The boxing fitness industry can be a great choice for

retiring boxers looking for a new career

Ten years ago, a boxer hanging up his gloves didn't have much to fall back on. Now, boxing for fitness is one of the biggest workout trends in the world, so if former boxers are smart they can earn a good living by teaching boxing to others, as they have more boxing experience than 99% of personal trainers.

tony jeffries retires

Daily mail article announcing Tony Jeffries retiring from boxing


I have been teaching boxing successfully for seven years, I was a very successful boxer, but I would say I'm even more successful at this. However, it’s something I have had to work on; it’s not as straightforward as you may think.

Here are 10 tips for boxers wanting to teach boxing for fitness:

1. Realize you're teaching boxing for fitness reasons and not for a fight - good form is important but not crucial. If you work a full session on perfecting the jab, it's going to be pretty boring, and if your client gets bored, the workout becomes a chore, and if it becomes a chore, they won’t last long.

2. Have fun and be positive with clients; don’t be too serious like your coach may have been with you. When teaching beginners how to box, it WILL feel awkward, so tell them they are about to feel awkward.

When I say 'have fun', this doesn’t mean tell them your little sister can punch harder than them, but do give them new combos and have them rolling punches - be creative with your workout and let your personality show.

3. Promote yourself as a 'former competitive boxer' and if you have won anything in your sports career, use that, ie 'former national champion boxer'. This is what sets you apart from other trainers.

4. Do plenty of pad work. Clients love - and I mean love - hitting the pads, so learn how to hold them correctly. You should know what it feels like - too much resistance could hurt them, but too little and they can jar their elbow.

5. Realize that just because you were a boxer and it doesn’t matter what level you achieved, it doesn’t mean you’re going to be a good boxing fitness trainer. This takes time.

There are some boxing fitness trainers out there, like Box ’N Burn’s Stephen Cain who was a former footballer. He had never had a pair of gloves in his life when he started with us, but now I would say he is a better boxing fitness trainer than 95% of boxers who come into this industry.

This is because he practices, studies and really understands the fundamentals now. I’ve seen some former high-level boxers try to teach boxing to people and they have been terrible.


tony teaching boxing

6. Don’t stop learning! It wasn't until I started to teach boxing that I understood the true fundamentals of the sport. We can never stop learning, and that includes  technique, strength and conditioning, speed and agility, and resistance training to name just a few.

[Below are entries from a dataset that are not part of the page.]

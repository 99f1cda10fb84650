//! Scenario loader.
//!
//! A scenario is a RON document describing the battlefield and its roster:
//!
//! ```ron
//! (
//!     name: "skirmish",
//!     seed: 7,
//!     bounds: (min_x: -200.0, max_x: 200.0, min_y: -200.0, max_y: 200.0),
//!     agents: [
//!         (id: 1, team: Some(1), position: (x: -60.0, y: 0.0)),
//!         (id: 2, team: Some(2), position: (x: 60.0, y: 0.0), evaluator: aggressive),
//!     ],
//! )
//! ```

use std::collections::BTreeMap;
use std::path::Path;

use battle_core::{
    AgentId, AgentState, AgentStats, Battlefield, BattlefieldBounds, Capabilities, EvaluatorKind,
    TeamId, Vec2,
};
use serde::{Deserialize, Serialize};

use crate::loaders::{LoadResult, read_file};

/// One agent in a scenario roster.
#[derive(Clone, Debug, PartialEq, Serialize, Deserialize)]
pub struct AgentSpec {
    pub id: u32,
    /// `None` places the agent as a neutral.
    #[serde(default)]
    pub team: Option<u32>,
    pub position: Vec2,
    #[serde(default)]
    pub stats: AgentStats,
    /// Starting health; full health when omitted.
    #[serde(default)]
    pub health: Option<f32>,
    #[serde(default)]
    pub capabilities: Option<Capabilities>,
    #[serde(default)]
    pub evaluator: EvaluatorKind,
}

impl AgentSpec {
    pub fn to_state(&self) -> AgentState {
        let mut state = AgentState::new(
            AgentId(self.id),
            self.team.map(TeamId),
            self.position,
            self.stats,
        );
        if let Some(health) = self.health {
            state = state.with_health(health);
        }
        if let Some(capabilities) = self.capabilities {
            state = state.with_capabilities(capabilities);
        }
        state
    }
}

#[derive(Clone, Debug, PartialEq, Serialize, Deserialize)]
pub struct Scenario {
    #[serde(default)]
    pub name: String,
    #[serde(default)]
    pub seed: u64,
    #[serde(default)]
    pub bounds: BattlefieldBounds,
    pub agents: Vec<AgentSpec>,
}

impl Scenario {
    /// Builds the initial battlefield, rejecting duplicate ids and agents
    /// placed outside the bounds.
    pub fn build_battlefield(&self) -> LoadResult<Battlefield> {
        if !self.bounds.is_well_formed() {
            anyhow::bail!("Scenario '{}' has malformed bounds", self.name);
        }
        let mut field = Battlefield::new(self.bounds, self.seed);
        for spec in &self.agents {
            field
                .insert(spec.to_state())
                .map_err(|e| anyhow::anyhow!("Scenario '{}': {}", self.name, e))?;
        }
        Ok(field)
    }

    /// Evaluator chosen for each agent.
    pub fn evaluators(&self) -> BTreeMap<AgentId, EvaluatorKind> {
        self.agents
            .iter()
            .map(|spec| (AgentId(spec.id), spec.evaluator))
            .collect()
    }
}

/// Loader for scenarios from RON files.
pub struct ScenarioLoader;

impl ScenarioLoader {
    pub fn load(path: &Path) -> LoadResult<Scenario> {
        let content = read_file(path)?;
        let mut scenario = Self::parse(&content)?;
        if scenario.name.is_empty()
            && let Some(stem) = path.file_stem()
        {
            scenario.name = stem.to_string_lossy().into_owned();
        }
        Ok(scenario)
    }

    pub fn parse(content: &str) -> LoadResult<Scenario> {
        let scenario: Scenario = ron::from_str(content)
            .map_err(|e| anyhow::anyhow!("Failed to parse scenario RON: {}", e))?;
        if scenario.agents.is_empty() {
            anyhow::bail!("Scenario '{}' has no agents", scenario.name);
        }
        Ok(scenario)
    }
}
use crate::error::{ErrorSeverity, PipelineError};
use crate::state::AgentId;

/// Unexpected failure while mutating the battlefield.
///
/// Faults never escape the executor; they are stored on a `Failed`
/// [`super::ActionResult`].
#[derive(Clone, Debug, PartialEq, thiserror::Error)]
#[cfg_attr(feature = "serde", derive(serde::Serialize))]
pub enum ExecutionFault {
    #[error("acting agent {0} vanished before execution")]
    AgentVanished(AgentId),

    #[error("target {0} vanished before execution")]
    TargetVanished(AgentId),

    #[error("target {0} is no longer alive")]
    TargetNotAlive(AgentId),

    #[error("target {target} at {distance:.1} is beyond range {range:.1}")]
    OutOfRange {
        target: AgentId,
        distance: f32,
        range: f32,
    },

    #[error("insufficient energy: need {required:.0}, have {available:.0}")]
    InsufficientEnergy { required: f32, available: f32 },

    #[error("no ally within coordination range")]
    NoAlliesReachable,

    #[error("invalid geometry: {0}")]
    InvalidGeometry(&'static str),
}

impl PipelineError for ExecutionFault {
    fn severity(&self) -> ErrorSeverity {
        match self {
            Self::TargetVanished(_)
            | Self::TargetNotAlive(_)
            | Self::OutOfRange { .. }
            | Self::NoAlliesReachable => {
                ErrorSeverity::Recoverable
            }
            Self::InsufficientEnergy { .. } => ErrorSeverity::Validation,
            Self::AgentVanished(_) | Self::InvalidGeometry(_) => ErrorSeverity::Internal,
        }
    }

    fn error_code(&self) -> &'static str {
        match self {
            Self::AgentVanished(_) => "EXEC_AGENT_VANISHED",
            Self::TargetVanished(_) => "EXEC_TARGET_VANISHED",
            Self::TargetNotAlive(_) => "EXEC_TARGET_NOT_ALIVE",
            Self::OutOfRange { .. } => "EXEC_OUT_OF_RANGE",
            Self::InsufficientEnergy { .. } => "EXEC_INSUFFICIENT_ENERGY",
            Self::NoAlliesReachable => "EXEC_NO_ALLIES_REACHABLE",
            Self::InvalidGeometry(_) => "EXEC_INVALID_GEOMETRY",
        }
    }
}
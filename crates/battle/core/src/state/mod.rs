//! Battlefield state: agents, geometry, and timed effects.
//!
//! The pipeline reads agents only through [`AgentSnapshot`] values during
//! decision-making and mutates [`AgentState`] records through the
//! [`Battlefield`] during execution.

mod agent;
mod battlefield;
mod common;
mod geometry;
mod status;

pub use agent::{
    AgentSnapshot, AgentState, AgentStats, Capabilities, Cooldowns, SpecialAbility,
};
pub use battlefield::{Battlefield, BattlefieldError};
pub use common::{AgentId, ResourceMeter, TeamId, Tick};
pub use geometry::{BattlefieldBounds, CardinalDirection, Vec2};
pub use status::{MAX_STATUS_EFFECTS, StatusEffect, StatusEffects, StatusKind};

On top of that, learn about social media, marketing and how to sell. You can be the best trainer in the world but without social media and marketing and a way to sell, you're not going to be making much or get any clients.

7. Always wrap your clients hands and make sure you wrap correctly. If they get injured, they can't train and probably won’t want to train with you again. On top of this, they feel like a badass boxer as soon as you wrap.

8. Leave your ego at the door. As boxers, we all have egos. You will see other trainers teaching clients that may not be doing it correctly. Rather than laugh, criticize and think to yourself how you would be able to give that client a better workout, you should approach them when they're not with their client and give them constructive tips to help them.

You should just be a good person too. You never know how they could help you sometime down the line with something like how to sell personal training, or how to perfect some TRX work. In this industry, build as many great relationships with people as you can as it really does go a long way.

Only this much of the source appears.